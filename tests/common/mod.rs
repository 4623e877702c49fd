//! Scripted collaborators shared by the integration tests

#![allow(dead_code)]

use async_trait::async_trait;
use compute_cli::api::{
    ComputationState, ComputationStatus, FetchError, IdentityError, IdentityProvider,
    ProgressSnapshot, RemoteTaskClient, TokenGrant,
};
use std::collections::VecDeque;
use std::sync::Mutex;
use std::sync::atomic::{AtomicUsize, Ordering};
use std::time::Duration;

/// Identity provider that hands out numbered tokens and counts exchanges
pub struct FakeProvider {
    expires_in: Duration,
    refresh_expires_in: Duration,
    latency: Duration,
    issued: AtomicUsize,
    acquires: AtomicUsize,
    refreshes: AtomicUsize,
    refresh_failure: Mutex<Option<IdentityError>>,
    acquire_failure: Mutex<Option<IdentityError>>,
    refresh_tokens_seen: Mutex<Vec<String>>,
}

impl FakeProvider {
    pub fn new(expires_in: Duration, refresh_expires_in: Duration) -> Self {
        Self {
            expires_in,
            refresh_expires_in,
            latency: Duration::ZERO,
            issued: AtomicUsize::new(0),
            acquires: AtomicUsize::new(0),
            refreshes: AtomicUsize::new(0),
            refresh_failure: Mutex::new(None),
            acquire_failure: Mutex::new(None),
            refresh_tokens_seen: Mutex::new(Vec::new()),
        }
    }

    pub fn with_latency(mut self, latency: Duration) -> Self {
        self.latency = latency;
        self
    }

    pub fn fail_refresh(&self, error: IdentityError) {
        *self.refresh_failure.lock().unwrap() = Some(error);
    }

    pub fn fail_acquire(&self, error: IdentityError) {
        *self.acquire_failure.lock().unwrap() = Some(error);
    }

    pub fn acquires(&self) -> usize {
        self.acquires.load(Ordering::SeqCst)
    }

    pub fn refreshes(&self) -> usize {
        self.refreshes.load(Ordering::SeqCst)
    }

    pub fn refresh_tokens_seen(&self) -> Vec<String> {
        self.refresh_tokens_seen.lock().unwrap().clone()
    }

    async fn issue(&self, failure: &Mutex<Option<IdentityError>>) -> Result<TokenGrant, IdentityError> {
        if !self.latency.is_zero() {
            tokio::time::sleep(self.latency).await;
        }
        if let Some(error) = failure.lock().unwrap().clone() {
            return Err(error);
        }

        let n = self.issued.fetch_add(1, Ordering::SeqCst) + 1;
        Ok(TokenGrant {
            access_token: format!("access-{}", n),
            refresh_token: format!("refresh-{}", n),
            expires_in: self.expires_in,
            refresh_expires_in: self.refresh_expires_in,
        })
    }
}

#[async_trait]
impl IdentityProvider for FakeProvider {
    async fn exchange_client_credentials(
        &self,
        _client_id: &str,
        _client_secret: &str,
    ) -> Result<TokenGrant, IdentityError> {
        self.acquires.fetch_add(1, Ordering::SeqCst);
        self.issue(&self.acquire_failure).await
    }

    async fn exchange_password(
        &self,
        _username: &str,
        _password: &str,
    ) -> Result<TokenGrant, IdentityError> {
        self.acquires.fetch_add(1, Ordering::SeqCst);
        self.issue(&self.acquire_failure).await
    }

    async fn refresh(&self, refresh_token: &str) -> Result<TokenGrant, IdentityError> {
        self.refreshes.fetch_add(1, Ordering::SeqCst);
        self.refresh_tokens_seen
            .lock()
            .unwrap()
            .push(refresh_token.to_string());
        self.issue(&self.refresh_failure).await
    }
}

/// Task client replaying scripted responses. Once a script runs out its
/// last entry repeats.
pub struct ScriptedClient {
    latency: Duration,
    progress: Mutex<VecDeque<Result<ProgressSnapshot, FetchError>>>,
    last_progress: Mutex<Option<Result<ProgressSnapshot, FetchError>>>,
    computations: Mutex<VecDeque<Result<ComputationStatus, FetchError>>>,
    last_computation: Mutex<Option<Result<ComputationStatus, FetchError>>>,
    progress_calls: AtomicUsize,
    computation_calls: AtomicUsize,
}

impl ScriptedClient {
    pub fn new() -> Self {
        Self {
            latency: Duration::ZERO,
            progress: Mutex::new(VecDeque::new()),
            last_progress: Mutex::new(None),
            computations: Mutex::new(VecDeque::new()),
            last_computation: Mutex::new(None),
            progress_calls: AtomicUsize::new(0),
            computation_calls: AtomicUsize::new(0),
        }
    }

    pub fn with_latency(mut self, latency: Duration) -> Self {
        self.latency = latency;
        self
    }

    pub fn with_progress(
        self,
        script: impl IntoIterator<Item = Result<ProgressSnapshot, FetchError>>,
    ) -> Self {
        self.progress.lock().unwrap().extend(script);
        self
    }

    pub fn with_computations(
        self,
        script: impl IntoIterator<Item = Result<ComputationStatus, FetchError>>,
    ) -> Self {
        self.computations.lock().unwrap().extend(script);
        self
    }

    pub fn progress_calls(&self) -> usize {
        self.progress_calls.load(Ordering::SeqCst)
    }

    pub fn computation_calls(&self) -> usize {
        self.computation_calls.load(Ordering::SeqCst)
    }
}

fn next_scripted<T: Clone>(
    script: &Mutex<VecDeque<T>>,
    last: &Mutex<Option<T>>,
) -> T {
    let mut last = last.lock().unwrap();
    if let Some(item) = script.lock().unwrap().pop_front() {
        *last = Some(item);
    }
    last.clone().expect("script must not be empty")
}

#[async_trait]
impl RemoteTaskClient for ScriptedClient {
    async fn fetch_progress(&self, _task_id: &str) -> Result<ProgressSnapshot, FetchError> {
        self.progress_calls.fetch_add(1, Ordering::SeqCst);
        if !self.latency.is_zero() {
            tokio::time::sleep(self.latency).await;
        }
        next_scripted(&self.progress, &self.last_progress)
    }

    async fn fetch_computation(
        &self,
        _computation_id: &str,
    ) -> Result<ComputationStatus, FetchError> {
        self.computation_calls.fetch_add(1, Ordering::SeqCst);
        if !self.latency.is_zero() {
            tokio::time::sleep(self.latency).await;
        }
        next_scripted(&self.computations, &self.last_computation)
    }
}

pub fn snapshot(stage: u32, step: u32, num_steps: u32, running: bool) -> ProgressSnapshot {
    ProgressSnapshot {
        stage_number: Some(stage),
        num_stages: Some(2),
        stage_name: Some(format!("stage-{}", stage)),
        step_number: Some(step),
        num_steps: Some(num_steps),
        running,
    }
}

pub fn status(state: ComputationState) -> ComputationStatus {
    ComputationStatus {
        state,
        result_ref: None,
    }
}

pub fn not_found() -> FetchError {
    FetchError::NotFound("task not visible yet".into())
}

• • • • •

# WHAT THE EXERCISE ASKS:
Every entry shown above should be written out again without a single difference.

# ANSWER SECTION:
filename tests/common/mod.rs
repository 4623e877702c49fd
//! Scripted collaborators shared by the integration tests

#![allow(dead_code)]

use async_trait::async_trait;
use compute_cli::api::{
    ComputationState, ComputationStatus, FetchError, IdentityError, IdentityProvider,
    ProgressSnapshot, RemoteTaskClient, TokenGrant,
};
use std::collections::VecDeque;
use std::sync::Mutex;
use std::sync::atomic::{AtomicUsize, Ordering};
use std::time::Duration;

/// Identity provider that hands out numbered tokens and counts exchanges
pub struct FakeProvider {
    expires_in: Duration,
    refresh_expires_in: Duration,
    latency: Duration,
    issued: AtomicUsize,
    acquires: AtomicUsize,
    refreshes: AtomicUsize,
    refresh_failure: Mutex<Option<IdentityError>>,
    acquire_failure: Mutex<Option<IdentityError>>,
    refresh_tokens_seen: Mutex<Vec<String>>,
}

impl FakeProvider {
    pub fn new(expires_in: Duration, refresh_expires_in: Duration) -> Self {
        Self {
            expires_in,
            refresh_expires_in,
            latency: Duration::ZERO,
            issued: AtomicUsize::new(0),
            acquires: AtomicUsize::new(0),
            refreshes: AtomicUsize::new(0),
            refresh_failure: Mutex::new(None),
            acquire_failure: Mutex::new(None),
            refresh_tokens_seen: Mutex::new(Vec::new()),
        }
    }

    pub fn with_latency(mut self, latency: Duration) -> Self {
        self.latency = latency;
        self
    }

    pub fn fail_refresh(&self, error: IdentityError) {
        *self.refresh_failure.lock().unwrap() = Some(error);
    }

    pub fn fail_acquire(&self, error: IdentityError) {
        *self.acquire_failure.lock().unwrap() = Some(error);
    }

    pub fn acquires(&self) -> usize {
        self.acquires.load(Ordering::SeqCst)
    }

    pub fn refreshes(&self) -> usize {
        self.refreshes.load(Ordering::SeqCst)
    }

    pub fn refresh_tokens_seen(&self) -> Vec<String> {
        self.refresh_tokens_seen.lock().unwrap().clone()
    }

    async fn issue(&self, failure: &Mutex<Option<IdentityError>>) -> Result<TokenGrant, IdentityError> {
        if !self.latency.is_zero() {
            tokio::time::sleep(self.latency).await;
        }
        if let Some(error) = failure.lock().unwrap().clone() {
            return Err(error);
        }

        let n = self.issued.fetch_add(1, Ordering::SeqCst) + 1;
        Ok(TokenGrant {
            access_token: format!("access-{}", n),
            refresh_token: format!("refresh-{}", n),
            expires_in: self.expires_in,
            refresh_expires_in: self.refresh_expires_in,
        })
    }
}

#[async_trait]
impl IdentityProvider for FakeProvider {
    async fn exchange_client_credentials(
        &self,
        _client_id: &str,
        _client_secret: &str,
    ) -> Result<TokenGrant, IdentityError> {
        self.acquires.fetch_add(1, Ordering::SeqCst);
        self.issue(&self.acquire_failure).await
    }

    async fn exchange_password(
        &self,
        _username: &str,
        _password: &str,
    ) -> Result<TokenGrant, IdentityError> {
        self.acquires.fetch_add(1, Ordering::SeqCst);
        self.issue(&self.acquire_failure).await
    }

    async fn refresh(&self, refresh_token: &str) -> Result<TokenGrant, IdentityError> {
        self.refreshes.fetch_add(1, Ordering::SeqCst);
        self.refresh_tokens_seen
            .lock()
            .unwrap()
            .push(refresh_token.to_string());
        self.issue(&self.refresh_failure).await
    }
}

/// Task client replaying scripted responses. Once a script runs out its
/// last entry repeats.
pub struct ScriptedClient {
    latency: Duration,
    progress: Mutex<VecDeque<Result<ProgressSnapshot, FetchError>>>,
    last_progress: Mutex<Option<Result<ProgressSnapshot, FetchError>>>,
    computations: Mutex<VecDeque<Result<ComputationStatus, FetchError>>>,
    last_computation: Mutex<Option<Result<ComputationStatus, FetchError>>>,
    progress_calls: AtomicUsize,
    computation_calls: AtomicUsize,
}

impl ScriptedClient {
    pub fn new() -> Self {
        Self {
            latency: Duration::ZERO,
            progress: Mutex::new(VecDeque::new()),
            last_progress: Mutex::new(None),
            computations: Mutex::new(VecDeque::new()),
            last_computation: Mutex::new(None),
            progress_calls: AtomicUsize::new(0),
            computation_calls: AtomicUsize::new(0),
        }
    }

    pub fn with_latency(mut self, latency: Duration) -> Self {
        self.latency = latency;
        self
    }

    pub fn with_progress(
        self,
        script: impl IntoIterator<Item = Result<ProgressSnapshot, FetchError>>,
    ) -> Self {
        self.progress.lock().unwrap().extend(script);
        self
    }

    pub fn with_computations(
        self,
        script: impl IntoIterator<Item = Result<ComputationStatus, FetchError>>,
    ) -> Self {
        self.computations.lock().unwrap().extend(script);
        self
    }

    pub fn progress_calls(&self) -> usize {
        self.progress_calls.load(Ordering::SeqCst)
    }

    pub fn computation_calls(&self) -> usize {
        self.computation_calls.load(Ordering::SeqCst)
    }
}

fn next_scripted<T: Clone>(
    script: &Mutex<VecDeque<T>>,
    last: &Mutex<Option<T>>,
) -> T {
    let mut last = last.lock().unwrap();
    if let Some(item) = script.lock().unwrap().pop_front() {
        *last = Some(item);
    }
    last.clone().expect("script must not be empty")
}

#[async_trait]
impl RemoteTaskClient for ScriptedClient {
    async fn fetch_progress(&self, _task_id: &str) -> Result<ProgressSnapshot, FetchError> {
        self.progress_calls.fetch_add(1, Ordering::SeqCst);
        if !self.latency.is_zero() {
            tokio::time::sleep(self.latency).await;
        }
        next_scripted(&self.progress, &self.last_progress)
    }

    async fn fetch_computation(
        &self,
        _computation_id: &str,
    ) -> Result<ComputationStatus, FetchError> {
        self.computation_calls.fetch_add(1, Ordering::SeqCst);
        if !self.latency.is_zero() {
            tokio::time::sleep(self.latency).await;
        }
        next_scripted(&self.computations, &self.last_computation)
    }
}

pub fn snapshot(stage: u32, step: u32, num_steps: u32, running: bool) -> ProgressSnapshot {
    ProgressSnapshot {
        stage_number: Some(stage),
        num_stages: Some(2),
        stage_name: Some(format!("stage-{}", stage)),
        step_number: Some(step),
        num_steps: Some(num_steps),
        running,
    }
}

pub fn status(state: ComputationState) -> ComputationStatus {
    ComputationStatus {
        state,
        result_ref: None,
    }
}

pub fn not_found() -> FetchError {
    FetchError::NotFound("task not visible yet".into())
}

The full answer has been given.